What the task asks: Give back all the data exactly, line by line.

━━━

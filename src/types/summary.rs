//! Derived summary types, rebuilt wholesale on every refresh

use chrono::NaiveDate;
use serde::{Deserialize, Serialize};

/// Whether a group has been closed out with an End count.
///
/// Without an End entry the units column means "stock currently deployed",
/// not "units consumed"; callers branch on this flag instead of reading
/// the column blind.
#[derive(Debug, Clone, Copy, PartialEq, Eq, Serialize, Deserialize)]
pub enum StockMode {
    Consumed,
    Stocked,
}

/// One summary row per (event, floor, fridge, drink) combination.
/// Exists only inside a refresh cycle; never persisted.
#[derive(Debug, Clone, Serialize, Deserialize, PartialEq)]
pub struct AggregatedRow {
    pub event_id: String,
    pub floor_id: String,
    pub fridge_id: String,
    pub drink_type_id: String,

    pub event_name: String,
    /// The parent event's calendar date, never a log timestamp
    pub event_date: Option<NaiveDate>,
    pub owner_label: String,
    pub floor_name: String,
    pub fridge_name: String,
    pub drink_name: String,

    /// Amount of the chronologically earliest Start entry
    pub start_value: u32,
    /// Sum of all Restock amounts in the group
    pub restock_total: u32,
    /// Amount of the chronologically latest End entry, if any
    pub end_value: Option<u32>,

    pub mode: StockMode,
    /// Units consumed (`mode == Consumed`) or still deployed (`Stocked`)
    pub units: u32,
    /// 0.0 when the drink's price is unset
    pub price_per_unit: f64,
    pub pfand_per_unit: f64,
    pub total_value: f64,
    pub total_pfand: f64,
}

impl AggregatedRow {
    /// Date label shared by the date breakdown and the date filter, so a
    /// chart label always round-trips into a filter value.
    pub fn date_label(&self) -> String {
        match self.event_date {
            Some(date) => date.format("%Y-%m-%d").to_string(),
            None => "Unknown".to_string(),
        }
    }
}

/// Units and monetary value summed over a row list
#[derive(Debug, Clone, Copy, PartialEq, Serialize, Deserialize, Default)]
pub struct ReportTotals {
    pub total_units: u64,
    pub total_value: f64,
}
//! External-store boundary
//!
//! The persistence layer is a remote table store reached over HTTP. The
//! aggregation core only sees this trait; tests run against `MemoryStore`.

mod memory;
mod rest;

pub use memory::MemoryStore;
pub use rest::RestStore;

use crate::types::{DrinkType, Event, EventStatus, Floor, Fridge, LogEntry, NewLogEntry, Result};

/// Batch fetch and mutation operations against the remote tables
pub trait StockStore {
    /// Full current contents of the events table
    fn fetch_events(&self) -> Result<Vec<Event>>;

    fn fetch_floors(&self) -> Result<Vec<Floor>>;

    fn fetch_fridges(&self) -> Result<Vec<Fridge>>;

    fn fetch_drink_types(&self) -> Result<Vec<DrinkType>>;

    /// Log rows scoped to the given events (one batch per refresh)
    fn fetch_log_entries(&self, event_ids: &[String]) -> Result<Vec<LogEntry>>;

    /// Insert a runner submission; the store assigns id and created_at
    fn insert_log_entry(&self, entry: NewLogEntry) -> Result<LogEntry>;

    /// Amount-only update, scoped to the owning user
    fn update_log_amount(&self, entry_id: &str, user_id: &str, amount: u32) -> Result<()>;

    /// Delete, scoped to the owning user
    fn delete_log_entry(&self, entry_id: &str, user_id: &str) -> Result<()>;

    /// Batch status change backing event close/reopen
    fn update_event_status(&self, event_ids: &[String], status: EventStatus) -> Result<()>;
}
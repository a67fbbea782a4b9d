//! Event close/reopen administration
//!
//! Closing flips the soft lock: runners can no longer edit or delete log
//! entries for the event, but its data keeps appearing in reports.

use crate::services::LookupContext;
use crate::store::StockStore;
use crate::types::{EventStatus, FridgetrackError, Result};

pub struct EventAdmin<S> {
    store: S,
}

impl<S: StockStore> EventAdmin<S> {
    pub fn new(store: S) -> Self {
        Self { store }
    }

    /// Close every still-open event in the selection; already-closed events
    /// are left alone. Returns how many events were closed.
    pub fn close_events(&self, ctx: &LookupContext, event_ids: &[String]) -> Result<usize> {
        let open_ids: Vec<String> = event_ids
            .iter()
            .filter(|id| ctx.event(id).is_some_and(|e| !e.is_closed()))
            .cloned()
            .collect();

        if open_ids.is_empty() {
            return Ok(0);
        }

        self.store
            .update_event_status(&open_ids, EventStatus::Closed)?;
        Ok(open_ids.len())
    }

    /// Reopen one closed event
    pub fn reopen_event(&self, ctx: &LookupContext, event_id: &str) -> Result<()> {
        let event = ctx.event(event_id).ok_or_else(|| {
            FridgetrackError::Validation(format!("unknown event {event_id}"))
        })?;
        if !event.is_closed() {
            return Err(FridgetrackError::Validation(format!(
                "event {} is already open",
                event.id
            )));
        }
        self.store
            .update_event_status(&[event.id.clone()], EventStatus::Open)
    }
}
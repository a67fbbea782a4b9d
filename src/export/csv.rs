//! CSV serialization of the visible report

use crate::services::Projector;
use crate::types::AggregatedRow;

/// Column order fixed by the report consumers
const HEADER: &str = "event,floor,fridge,drink,units_consumed,price_per_unit,total_value";

/// Serialize rows plus a trailing TOTAL row
pub fn to_csv(rows: &[AggregatedRow]) -> String {
    let mut out = String::new();
    out.push_str(HEADER);
    out.push('\n');

    for row in rows {
        let line = [
            escape(&row.event_name),
            escape(&row.floor_name),
            escape(&row.fridge_name),
            escape(&row.drink_name),
            row.units.to_string(),
            format!("{:.2}", row.price_per_unit),
            format!("{:.2}", row.total_value),
        ]
        .join(",");
        out.push_str(&line);
        out.push('\n');
    }

    let totals = Projector::totals(rows);
    out.push_str(&format!(
        "TOTAL,,,,{},,{:.2}\n",
        totals.total_units, totals.total_value
    ));
    out
}

/// Quote a field when it contains a delimiter, quote or newline
fn escape(field: &str) -> String {
    if field.contains(&[',', '"', '\n'][..]) {
        format!("\"{}\"", field.replace('"', "\"\""))
    } else {
        field.to_string()
    }
}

━━━

Answer to this problem:
filename src/types/summary.rs
//! Derived summary types, rebuilt wholesale on every refresh

use chrono::NaiveDate;
use serde::{Deserialize, Serialize};

/// Whether a group has been closed out with an End count.
///
/// Without an End entry the units column means "stock currently deployed",
/// not "units consumed"; callers branch on this flag instead of reading
/// the column blind.
#[derive(Debug, Clone, Copy, PartialEq, Eq, Serialize, Deserialize)]
pub enum StockMode {
    Consumed,
    Stocked,
}

/// One summary row per (event, floor, fridge, drink) combination.
/// Exists only inside a refresh cycle; never persisted.
#[derive(Debug, Clone, Serialize, Deserialize, PartialEq)]
pub struct AggregatedRow {
    pub event_id: String,
    pub floor_id: String,
    pub fridge_id: String,
    pub drink_type_id: String,

    pub event_name: String,
    /// The parent event's calendar date, never a log timestamp
    pub event_date: Option<NaiveDate>,
    pub owner_label: String,
    pub floor_name: String,
    pub fridge_name: String,
    pub drink_name: String,

    /// Amount of the chronologically earliest Start entry
    pub start_value: u32,
    /// Sum of all Restock amounts in the group
    pub restock_total: u32,
    /// Amount of the chronologically latest End entry, if any
    pub end_value: Option<u32>,

    pub mode: StockMode,
    /// Units consumed (`mode == Consumed`) or still deployed (`Stocked`)
    pub units: u32,
    /// 0.0 when the drink's price is unset
    pub price_per_unit: f64,
    pub pfand_per_unit: f64,
    pub total_value: f64,
    pub total_pfand: f64,
}

impl AggregatedRow {
    /// Date label shared by the date breakdown and the date filter, so a
    /// chart label always round-trips into a filter value.
    pub fn date_label(&self) -> String {
        match self.event_date {
            Some(date) => date.format("%Y-%m-%d").to_string(),
            None => "Unknown".to_string(),
        }
    }
}

/// Units and monetary value summed over a row list
#[derive(Debug, Clone, Copy, PartialEq, Serialize, Deserialize, Default)]
pub struct ReportTotals {
    pub total_units: u64,
    pub total_value: f64,
}
//! External-store boundary
//!
//! The persistence layer is a remote table store reached over HTTP. The
//! aggregation core only sees this trait; tests run against `MemoryStore`.

mod memory;
mod rest;

pub use memory::MemoryStore;
pub use rest::RestStore;

use crate::types::{DrinkType, Event, EventStatus, Floor, Fridge, LogEntry, NewLogEntry, Result};

/// Batch fetch and mutation operations against the remote tables
pub trait StockStore {
    /// Full current contents of the events table
    fn fetch_events(&self) -> Result<Vec<Event>>;

    fn fetch_floors(&self) -> Result<Vec<Floor>>;

    fn fetch_fridges(&self) -> Result<Vec<Fridge>>;

    fn fetch_drink_types(&self) -> Result<Vec<DrinkType>>;

    /// Log rows scoped to the given events (one batch per refresh)
    fn fetch_log_entries(&self, event_ids: &[String]) -> Result<Vec<LogEntry>>;

    /// Insert a runner submission; the store assigns id and created_at
    fn insert_log_entry(&self, entry: NewLogEntry) -> Result<LogEntry>;

    /// Amount-only update, scoped to the owning user
    fn update_log_amount(&self, entry_id: &str, user_id: &str, amount: u32) -> Result<()>;

    /// Delete, scoped to the owning user
    fn delete_log_entry(&self, entry_id: &str, user_id: &str) -> Result<()>;

    /// Batch status change backing event close/reopen
    fn update_event_status(&self, event_ids: &[String], status: EventStatus) -> Result<()>;
}
repository a67fbbea782a4b9d
//! Event close/reopen administration
//!
//! Closing flips the soft lock: runners can no longer edit or delete log
//! entries for the event, but its data keeps appearing in reports.

use crate::services::LookupContext;
use crate::store::StockStore;
use crate::types::{EventStatus, FridgetrackError, Result};

pub struct EventAdmin<S> {
    store: S,
}

impl<S: StockStore> EventAdmin<S> {
    pub fn new(store: S) -> Self {
        Self { store }
    }

    /// Close every still-open event in the selection; already-closed events
    /// are left alone. Returns how many events were closed.
    pub fn close_events(&self, ctx: &LookupContext, event_ids: &[String]) -> Result<usize> {
        let open_ids: Vec<String> = event_ids
            .iter()
            .filter(|id| ctx.event(id).is_some_and(|e| !e.is_closed()))
            .cloned()
            .collect();

        if open_ids.is_empty() {
            return Ok(0);
        }

        self.store
            .update_event_status(&open_ids, EventStatus::Closed)?;
        Ok(open_ids.len())
    }

    /// Reopen one closed event
    pub fn reopen_event(&self, ctx: &LookupContext, event_id: &str) -> Result<()> {
        let event = ctx.event(event_id).ok_or_else(|| {
            FridgetrackError::Validation(format!("unknown event {event_id}"))
        })?;
        if !event.is_closed() {
            return Err(FridgetrackError::Validation(format!(
                "event {} is already open",
                event.id
            )));
        }
        self.store
            .update_event_status(&[event.id.clone()], EventStatus::Open)
    }
}
repository a67fbbea782a4b9d
filename src/export/csv.rs
//! CSV serialization of the visible report

use crate::services::Projector;
use crate::types::AggregatedRow;

/// Column order fixed by the report consumers
const HEADER: &str = "event,floor,fridge,drink,units_consumed,price_per_unit,total_value";

/// Serialize rows plus a trailing TOTAL row
pub fn to_csv(rows: &[AggregatedRow]) -> String {
    let mut out = String::new();
    out.push_str(HEADER);
    out.push('\n');

    for row in rows {
        let line = [
            escape(&row.event_name),
            escape(&row.floor_name),
            escape(&row.fridge_name),
            escape(&row.drink_name),
            row.units.to_string(),
            format!("{:.2}", row.price_per_unit),
            format!("{:.2}", row.total_value),
        ]
        .join(",");
        out.push_str(&line);
        out.push('\n');
    }

    let totals = Projector::totals(rows);
    out.push_str(&format!(
        "TOTAL,,,,{},,{:.2}\n",
        totals.total_units, totals.total_value
    ));
    out
}

/// Quote a field when it contains a delimiter, quote or newline
fn escape(field: &str) -> String {
    if field.contains(&[',', '"', '\n'][..]) {
        format!("\"{}\"", field.replace('"', "\"\""))
    } else {
        field.to_string()
    }
}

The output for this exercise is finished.